La fatigue morale épuise les spectateurs.
Les plateformes modèrent ou effacent, non pour protéger des vies, mais pour préserver la « sécurité de marque ».
L’horreur est ainsi gérée comme un problème de flux publicitaire.
Climat : catastrophe en boucle
Les catastrophes climatiques suivent le même script.
Images de flammes, d’inondations, d’ouragans — en boucle, mais détachées des causes systémiques.
L’événement cache le processus : infrastructures fossiles, finance extractive, spéculation sur l’énergie.
L’IA verdit le discours : promesses de solutions, KPI écologiques, tout en consommant toujours plus.
Le climat est réduit à un spectacle d’événements isolés, qui émeuvent – et désarment.
La mécanique du bombardement algorithmique
Quelques règles :
1. Cadence : saturer pour empêcher la pensée.
2. Tri : ranking comme gouvernement du visible.
3. Affect : transformer l’indignation et la compassion en énergie de marché.
4. Mémoire jetable : organiser l’oubli pour neutraliser la responsabilité.
L’algorithme n’informe pas.
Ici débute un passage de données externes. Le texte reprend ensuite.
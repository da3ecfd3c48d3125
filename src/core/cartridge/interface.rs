// gba-cartridge-rs/src/core/cartridge/interface.rs

//! Contracts with the host: the loader that supplies image and save bytes,
//! the persistence registrations, and the save-access observer.

use bitflags::bitflags;

/// Identifies a loadable blob
#[derive(Debug, Clone, Copy, PartialEq, Eq, Hash)]
pub enum MemoryId {
    Rom,
    Ram,
    Eeprom,
    FlashRom,
}

/// Program image entry of a cartridge descriptor
#[derive(Debug, Clone, PartialEq, Eq, Default)]
pub struct RomDescriptor {
    pub name: String,
    pub size: usize,
}

/// Save memory entry of a cartridge descriptor
#[derive(Debug, Clone, PartialEq, Eq, Default)]
pub struct RamDescriptor {
    /// "SRAM", "FRAM", "EEPROM" or "FlashROM"
    pub kind: String,
    pub name: String,
    pub size: usize,
    /// FlashROM manufacturer (low byte) and device (high byte) id
    pub id: u16,
    /// Forces the EEPROM address width (6 or 14); derived from `size` if absent
    pub address_bits: Option<u8>,
}

/// Resolved cartridge description handed over by the loader
#[derive(Debug, Clone, PartialEq, Eq, Default)]
pub struct CartridgeDescriptor {
    pub title: String,
    pub rom: RomDescriptor,
    pub ram: Option<RamDescriptor>,
}

/// Loader collaborator
pub trait MediaInterface {
    /// Fill `target` with the blob `name` and return how many bytes were
    /// supplied. `target` already holds the erased pattern; returning 0 means
    /// the blob does not exist.
    fn load_request(&mut self, id: MemoryId, name: &str, target: &mut [u8]) -> usize;
}

/// Save memory registered with the persistence collaborator
#[derive(Debug, Clone, PartialEq, Eq)]
pub struct SaveMemory {
    pub id: MemoryId,
    pub name: String,
}

bitflags! {
    /// Save-memory accesses detected since the image was loaded
    #[derive(Debug, Clone, Copy, PartialEq, Eq, Default)]
    pub struct SaveAccess: u8 {
        const RAM_READ     = 1 << 0;
        const RAM_WRITE    = 1 << 1;
        const EEPROM_WRITE = 1 << 2;
        const FLASH_UNLOCK = 1 << 3;
    }
}

/// Host-owned sink notified once per access kind
pub trait AccessObserver {
    fn detected(&mut self, access: SaveAccess);
}

impl<F: FnMut(SaveAccess)> AccessObserver for F {
    fn detected(&mut self, access: SaveAccess) {
        self(access)
    }
}
//! Decodificação de endereços do cartucho.
//! Decide, para cada acesso, qual dispositivo responde.

use crate::core::memory::{ROM_ADDRESS_MASK, SAVE_REGION};

/// Região de memória alvo de um acesso
#[derive(Debug, Clone, Copy, PartialEq, Eq)]
pub enum MemRegion {
    /// ROM do programa, com o índice já mascarado
    Rom(u32),
    /// SRAM/FRAM, com o índice já mascarado
    Sram(u32),
    /// Janela de reconhecimento da EEPROM serial
    Eeprom,
    /// FlashROM, endereço completo
    Flash(u32),
    /// Nada responde: valor residual do barramento
    OpenBus,
}

/// Janela de decodificação da memória de save ativa
#[derive(Debug, Clone, Copy, PartialEq, Eq)]
pub enum StoreWindow {
    None,
    Sram { mask: u32 },
    Eeprom { mask: u32, test: u32 },
    Flash,
}

/// Classifica um endereço do barramento. A primeira regra que casa vence,
/// na mesma ordem de prioridade do hardware.
#[inline]
pub fn classify(addr: u32, window: StoreWindow) -> MemRegion {
    match window {
        StoreWindow::Sram { mask } if addr & SAVE_REGION == SAVE_REGION => {
            return MemRegion::Sram(addr & mask);
        }
        StoreWindow::Eeprom { mask, test } if addr & mask == test => {
            return MemRegion::Eeprom;
        }
        StoreWindow::Flash if addr & SAVE_REGION == SAVE_REGION => {
            return MemRegion::Flash(addr);
        }
        _ => {}
    }

    if addr < SAVE_REGION {
        MemRegion::Rom(addr & ROM_ADDRESS_MASK)
    } else {
        MemRegion::OpenBus
    }
}

#[cfg(test)]
mod tests {
    use super::*;

    const SMALL_EEPROM: StoreWindow = StoreWindow::Eeprom { mask: 0x0F00_0000, test: 0x0D00_0000 };
    const LARGE_EEPROM: StoreWindow = StoreWindow::Eeprom { mask: 0x0FFF_FF00, test: 0x0DFF_FF00 };

    #[test]
    fn test_rom_and_open_bus() {
        assert_eq!(classify(0x0800_1234, StoreWindow::None), MemRegion::Rom(0x0000_1234));
        assert_eq!(classify(0x0A00_0010, StoreWindow::None), MemRegion::Rom(0x0000_0010));
        assert_eq!(classify(0x0E00_0000, StoreWindow::None), MemRegion::OpenBus);
        assert_eq!(classify(0x1000_0000, StoreWindow::None), MemRegion::OpenBus);
    }

    #[test]
    fn test_sram_window() {
        let window = StoreWindow::Sram { mask: 0x7FFF };
        assert_eq!(classify(0x0E00_8001, window), MemRegion::Sram(0x0001));
        assert_eq!(classify(0x0F00_0042, window), MemRegion::Sram(0x0042));
        assert_eq!(classify(0x0D00_0000, window), MemRegion::Rom(0x0100_0000));
    }

    #[test]
    fn test_eeprom_small_image_window() {
        assert_eq!(classify(0x0D00_0000, SMALL_EEPROM), MemRegion::Eeprom);
        assert_eq!(classify(0x0DFF_FF00, SMALL_EEPROM), MemRegion::Eeprom);
        assert_eq!(classify(0x0C00_0000, SMALL_EEPROM), MemRegion::Rom(0x0000_0000));
        assert_eq!(classify(0x0E00_0000, SMALL_EEPROM), MemRegion::OpenBus);
    }

    #[test]
    fn test_eeprom_large_image_window() {
        assert_eq!(classify(0x0DFF_FF00, LARGE_EEPROM), MemRegion::Eeprom);
        assert_eq!(classify(0x0DFF_FFFE, LARGE_EEPROM), MemRegion::Eeprom);
        // The lower part of 0x0D is ROM again for images above 16MB.
        assert_eq!(classify(0x0D00_0000, LARGE_EEPROM), MemRegion::Rom(0x0100_0000));
    }

    #[test]
    fn test_flash_window() {
        assert_eq!(classify(0x0E00_5555, StoreWindow::Flash), MemRegion::Flash(0x0E00_5555));
        assert_eq!(classify(0x0800_0000, StoreWindow::Flash), MemRegion::Rom(0));
    }
}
Il administre nos sensibilités.
Effets sociétaux
Désensibilisation active : voir, c’est finir par accepter.
Fragmentation des vérités : la lutte porte sur la crédibilité, non plus sur la réalité.
Dépouvoir institutionnel.
L’algorithme fonctionne comme un État d’exception global.
Lignes de résistance
Face à cela :
Indésinterprétation : refuser le formatage, créer du hors-cadre.
Réversibilité stratégique : détourner les outils, cibler les infrastructures invisibles (contrats, chaînes logistiques, flux financiers).
Cartographier l’invisible : infrastructures, serveurs…
Écologie de l’attention : ralentir, archiver, choisir ses rythmes.
Résister, ce n’est pas ajouter des images, mais désarmer la machine de tri.
Conclusion prochaine
Ukraine, Gaza, climat : trois fronts, un même régime.
Le spectacle algorithmique.
L’alternative de l’époque est simple et décisive :
continuer à nourrir les flux qui nous administrent – ou apprendre à les dérouter, à fissurer leur logique, et à rouvrir du sensible hors du marché.